[Saved data entries]

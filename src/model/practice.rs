use chrono::{DateTime, Utc};

use serde::Serialize;

use crate::domain::PracticeResult;
use crate::model::PracticeSession;

/// Stored practice record, joined with its owning session if it has one
#[derive(Debug, Clone, PartialEq, Serialize)]
#[serde(rename_all = "camelCase")]
pub struct Practice {
    pub id: i64,
    pub problem_name: String,
    pub problem_link: String,
    pub start: Option<DateTime<Utc>>,
    pub end: Option<DateTime<Utc>>,
    pub result: Option<PracticeResult>,
    #[serde(skip_serializing_if = "Option::is_none")]
    pub practice_session: Option<PracticeSession>,
}

impl Practice {
    /// ID of the owning session, if linked
    pub fn practice_session_id(&self) -> Option<i64> {
        self.practice_session.as_ref().map(|session| session.id)
    }
}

> [Work to be completed] Each line of the data must be written out exactly as it appears.

> [Answer for the task]
filename src/model/practice.rs
use chrono::{DateTime, Utc};

use serde::Serialize;

use crate::domain::PracticeResult;
use crate::model::PracticeSession;

/// Stored practice record, joined with its owning session if it has one
#[derive(Debug, Clone, PartialEq, Serialize)]
#[serde(rename_all = "camelCase")]
pub struct Practice {
    pub id: i64,
    pub problem_name: String,
    pub problem_link: String,
    pub start: Option<DateTime<Utc>>,
    pub end: Option<DateTime<Utc>>,
    pub result: Option<PracticeResult>,
    #[serde(skip_serializing_if = "Option::is_none")]
    pub practice_session: Option<PracticeSession>,
}

impl Practice {
    /// ID of the owning session, if linked
    pub fn practice_session_id(&self) -> Option<i64> {
        self.practice_session.as_ref().map(|session| session.id)
    }
}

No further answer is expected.